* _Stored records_
##############################
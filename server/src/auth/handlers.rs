//! Admin login and logout handlers.

use crate::auth::middleware::AdminSession;
use crate::server::state::AppState;
use crate::telemetry;
use axum::{Json, extract::State};
use party_rsvp_auth::{AuthError, IssuedSession};
use party_rsvp_web::{AppError, AppJson, ClientIp, CorrelationId};
use serde::{Deserialize, Serialize};

/// Login request body.
///
/// Missing fields decode as empty and are rejected as missing credentials.
#[derive(Debug, Clone, Default, Deserialize)]
#[serde(default)]
pub struct LoginRequest {
    /// Admin email
    pub email: String,
    /// Plain-text password
    pub password: String,
}

/// Plain acknowledgement body.
#[derive(Debug, Clone, Copy, Serialize)]
pub struct OkResponse {
    /// Always `true`
    pub ok: bool,
}

impl OkResponse {
    /// `{"ok": true}`
    pub const OK: Self = Self { ok: true };
}

/// Exchange credentials for a session token.
///
/// # Endpoint
///
/// ```text
/// POST /api/admin/login
/// Content-Type: application/json
///
/// { "email": "host@example.com", "password": "..." }
/// ```
///
/// # Response
///
/// ```json
/// { "token": "...", "expires_at": "2025-01-08T00:00:00Z" }
/// ```
///
/// Unknown email and wrong password both answer 401 `Invalid credentials`.
pub async fn login(
    State(state): State<AppState>,
    correlation_id: CorrelationId,
    client_ip: ClientIp,
    AppJson(request): AppJson<LoginRequest>,
) -> Result<Json<IssuedSession>, AppError> {
    match state.authenticator.login(&request.email, &request.password).await {
        Ok(session) => {
            telemetry::record_login("success");
            tracing::info!(
                correlation_id = %correlation_id.0,
                client_ip = %client_ip.0,
                "Admin session issued"
            );
            Ok(Json(session))
        }
        Err(e) => {
            let outcome = match e {
                AuthError::InvalidCredentials | AuthError::MissingCredentials => "rejected",
                _ => "failed",
            };
            telemetry::record_login(outcome);
            tracing::warn!(
                correlation_id = %correlation_id.0,
                client_ip = %client_ip.0,
                error = %e,
                "Admin login failed"
            );
            Err(e.into())
        }
    }
}

/// Delete the presenting session.
///
/// ```text
/// POST /api/admin/logout
/// Authorization: Bearer <token>
/// ```
pub async fn logout(
    admin: AdminSession,
    State(state): State<AppState>,
) -> Result<Json<OkResponse>, AppError> {
    state.authenticator.logout(&admin.token).await?;
    tracing::info!(admin_id = %admin.admin_id, "Admin logged out");
    Ok(Json(OkResponse::OK))
}
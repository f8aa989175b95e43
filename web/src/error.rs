//! Error type for web handlers.
//!
//! Every handler returns [`AppError`] on failure. Core and auth errors
//! convert into it with `?`, so the status code for each failure kind is
//! decided in exactly one place.

use axum::{
    Json,
    extract::multipart::{MultipartError, MultipartRejection},
    extract::rejection::{JsonRejection, PathRejection},
    http::StatusCode,
    response::{IntoResponse, Response},
};
use party_rsvp_auth::AuthError;
use party_rsvp_core::{IntegrityKind, RsvpError};
use serde::Serialize;
use std::fmt;

const GENERIC_INTERNAL_MESSAGE: &str = "An internal error occurred";

/// Application error type for web handlers.
///
/// Serializes as `{"code": "...", "message": "..."}`. The optional source
/// is logged for server errors and never sent to the client.
#[derive(Debug)]
pub struct AppError {
    status: StatusCode,
    message: String,
    code: &'static str,
    source: Option<anyhow::Error>,
}

impl AppError {
    /// Create a new application error.
    #[must_use]
    pub fn new(status: StatusCode, message: impl Into<String>, code: &'static str) -> Self {
        Self {
            status,
            message: message.into(),
            code,
            source: None,
        }
    }

    /// Attach an internal source error (logged, not serialized).
    #[must_use]
    pub fn with_source(mut self, source: anyhow::Error) -> Self {
        self.source = Some(source);
        self
    }

    /// 400 with a caller-correctable message.
    #[must_use]
    pub fn validation(message: impl Into<String>) -> Self {
        Self::new(StatusCode::BAD_REQUEST, message, "VALIDATION_ERROR")
    }

    /// 401.
    #[must_use]
    pub fn unauthorized(message: impl Into<String>) -> Self {
        Self::new(StatusCode::UNAUTHORIZED, message, "UNAUTHORIZED")
    }

    /// 404 for a resource looked up by id.
    #[must_use]
    pub fn not_found(resource: impl fmt::Display, id: impl fmt::Display) -> Self {
        Self::new(
            StatusCode::NOT_FOUND,
            format!("{resource} with id {id} not found"),
            "NOT_FOUND",
        )
    }

    /// 409.
    #[must_use]
    pub fn conflict(message: impl Into<String>) -> Self {
        Self::new(StatusCode::CONFLICT, message, "CONFLICT")
    }

    /// 422 for input that references data which does not exist.
    #[must_use]
    pub fn integrity(message: impl Into<String>) -> Self {
        Self::new(StatusCode::UNPROCESSABLE_ENTITY, message, "INTEGRITY_ERROR")
    }

    /// 413 when the request body exceeds the configured limit.
    #[must_use]
    pub fn payload_too_large() -> Self {
        Self::new(
            StatusCode::PAYLOAD_TOO_LARGE,
            "Request body too large",
            "PAYLOAD_TOO_LARGE",
        )
    }

    /// 500 with the generic message.
    #[must_use]
    pub fn internal() -> Self {
        Self::new(
            StatusCode::INTERNAL_SERVER_ERROR,
            GENERIC_INTERNAL_MESSAGE,
            "INTERNAL_SERVER_ERROR",
        )
    }

    /// HTTP status this error responds with.
    #[must_use]
    pub const fn status(&self) -> StatusCode {
        self.status
    }

    /// Machine-readable error code.
    #[must_use]
    pub const fn code(&self) -> &'static str {
        self.code
    }

    /// Client-facing message.
    #[must_use]
    pub fn message(&self) -> &str {
        &self.message
    }
}

impl fmt::Display for AppError {
    fn fmt(&self, f: &mut fmt::Formatter<'_>) -> fmt::Result {
        write!(f, "[{}] {}", self.code, self.message)
    }
}

impl std::error::Error for AppError {
    fn source(&self) -> Option<&(dyn std::error::Error + 'static)> {
        self.source
            .as_ref()
            .map(|e| e.as_ref() as &(dyn std::error::Error + 'static))
    }
}

#[derive(Debug, Serialize)]
struct ErrorResponse<'a> {
    code: &'a str,
    message: &'a str,
}

impl IntoResponse for AppError {
    fn into_response(self) -> Response {
        if self.status.is_server_error() {
            match &self.source {
                Some(source) => tracing::error!(
                    status = %self.status,
                    code = self.code,
                    error = %source,
                    "Internal server error"
                ),
                None => tracing::error!(status = %self.status, code = self.code, "Internal server error"),
            }
        }

        let body = ErrorResponse {
            code: self.code,
            message: &self.message,
        };
        (self.status, Json(body)).into_response()
    }
}

impl From<RsvpError> for AppError {
    fn from(err: RsvpError) -> Self {
        match err {
            RsvpError::Validation(message) => Self::validation(message),
            RsvpError::Integrity {
                kind: IntegrityKind::UnknownReference,
                message,
            } => Self::integrity(message),
            RsvpError::Integrity {
                kind: IntegrityKind::StillReferenced | IntegrityKind::Duplicate,
                message,
            } => Self::conflict(message),
            RsvpError::NotFound { resource, id } => Self::not_found(resource, id),
            err @ RsvpError::Persistence(_) => Self::internal().with_source(err.into()),
        }
    }
}

impl From<AuthError> for AppError {
    fn from(err: AuthError) -> Self {
        if err.is_unauthorized() {
            return Self::unauthorized(err.to_string());
        }
        match err {
            AuthError::MissingCredentials => Self::validation("Missing credentials"),
            other => Self::internal().with_source(other.into()),
        }
    }
}

// Extractor rejections keep the decoder's text out of the response; it is
// only logged at debug level.

impl From<JsonRejection> for AppError {
    fn from(rejection: JsonRejection) -> Self {
        tracing::debug!(detail = %rejection.body_text(), "JSON body rejected");
        match rejection {
            JsonRejection::JsonDataError(_) => Self::validation("Missing or invalid fields"),
            JsonRejection::JsonSyntaxError(_) => Self::validation("Malformed JSON body"),
            JsonRejection::MissingJsonContentType(_) => {
                Self::validation("Expected Content-Type: application/json")
            }
            other if other.status() == StatusCode::PAYLOAD_TOO_LARGE => Self::payload_too_large(),
            _ => Self::validation("Could not read request body"),
        }
    }
}

impl From<PathRejection> for AppError {
    fn from(rejection: PathRejection) -> Self {
        tracing::debug!(detail = %rejection.body_text(), "Path parameter rejected");
        Self::validation("Invalid path parameter")
    }
}

impl From<MultipartRejection> for AppError {
    fn from(rejection: MultipartRejection) -> Self {
        tracing::debug!(detail = %rejection.body_text(), "Multipart request rejected");
        Self::validation("Expected a multipart/form-data upload")
    }
}

impl From<MultipartError> for AppError {
    fn from(err: MultipartError) -> Self {
        tracing::debug!(detail = %err.body_text(), "Multipart body rejected");
        if err.status() == StatusCode::PAYLOAD_TOO_LARGE {
            Self::payload_too_large()
        } else {
            Self::validation("Malformed multipart upload")
        }
    }
}

impl From<anyhow::Error> for AppError {
    fn from(err: anyhow::Error) -> Self {
        Self::internal().with_source(err)
    }
}
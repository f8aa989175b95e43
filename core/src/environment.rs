//! Injected dependencies that are not stores.

use chrono::{DateTime, Utc};

/// Source of the current time.
///
/// Production code uses [`SystemClock`]; tests inject a fixed clock so that
/// timestamps and expiry checks are deterministic.
pub trait Clock: Send + Sync {
    /// Current time.
    fn now(&self) -> DateTime<Utc>;
}

/// Wall clock.
#[derive(Clone, Copy, Debug, Default)]
pub struct SystemClock;

impl Clock for SystemClock {
    fn now(&self) -> DateTime<Utc> {
        Utc::now()
    }
}
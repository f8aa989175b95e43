//! Authentication state types.

use chrono::{DateTime, Utc};
use serde::{Deserialize, Serialize};
use std::fmt;

// ═══════════════════════════════════════════════════════════════════════
// ID Types
// ═══════════════════════════════════════════════════════════════════════

/// Store id of an admin account.
#[derive(Debug, Clone, Copy, PartialEq, Eq, Hash, Serialize, Deserialize)]
#[serde(transparent)]
pub struct AdminId(pub i64);

impl fmt::Display for AdminId {
    fn fmt(&self, f: &mut fmt::Formatter<'_>) -> fmt::Result {
        write!(f, "{}", self.0)
    }
}

// ═══════════════════════════════════════════════════════════════════════
// Records
// ═══════════════════════════════════════════════════════════════════════

/// An admin account as stored.
#[derive(Debug, Clone, PartialEq, Eq)]
pub struct AdminRecord {
    /// Store id
    pub id: AdminId,
    /// Login email (unique)
    pub email: String,
    /// bcrypt hash
    pub password_hash: String,
}

/// A stored session. The token itself is never stored.
#[derive(Debug, Clone, PartialEq, Eq)]
pub struct SessionRecord {
    /// SHA-256 hex digest of the token
    pub token_hash: String,
    /// Owning admin
    pub admin_id: AdminId,
    /// Issue time
    pub created_at: DateTime<Utc>,
    /// The session is rejected at or after this instant
    pub expires_at: DateTime<Utc>,
}

impl SessionRecord {
    /// `true` once `now` has reached `expires_at`.
    #[must_use]
    pub fn is_expired(&self, now: DateTime<Utc>) -> bool {
        now >= self.expires_at
    }
}

// ═══════════════════════════════════════════════════════════════════════
// Results
// ═══════════════════════════════════════════════════════════════════════

/// A freshly issued session, returned once at login.
#[derive(Debug, Clone, PartialEq, Eq, Serialize)]
pub struct IssuedSession {
    /// Bearer token to present on admin requests
    pub token: String,
    /// Expiry instant
    pub expires_at: DateTime<Utc>,
}

/// Identity yielded by a valid token.
#[derive(Debug, Clone, Copy, PartialEq, Eq)]
pub struct AdminIdentity {
    /// Authenticated admin
    pub admin_id: AdminId,
}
##############################
* _WHAT YOU SHOULD DO_
Every line of the data above that includes "serde" should be listed.

* _SOLUTION FOR THIS TASK_
use serde::{Deserialize, Serialize};
#[serde(default)]
use serde::Serialize;
use serde::{Deserialize, Serialize};
#[serde(transparent)]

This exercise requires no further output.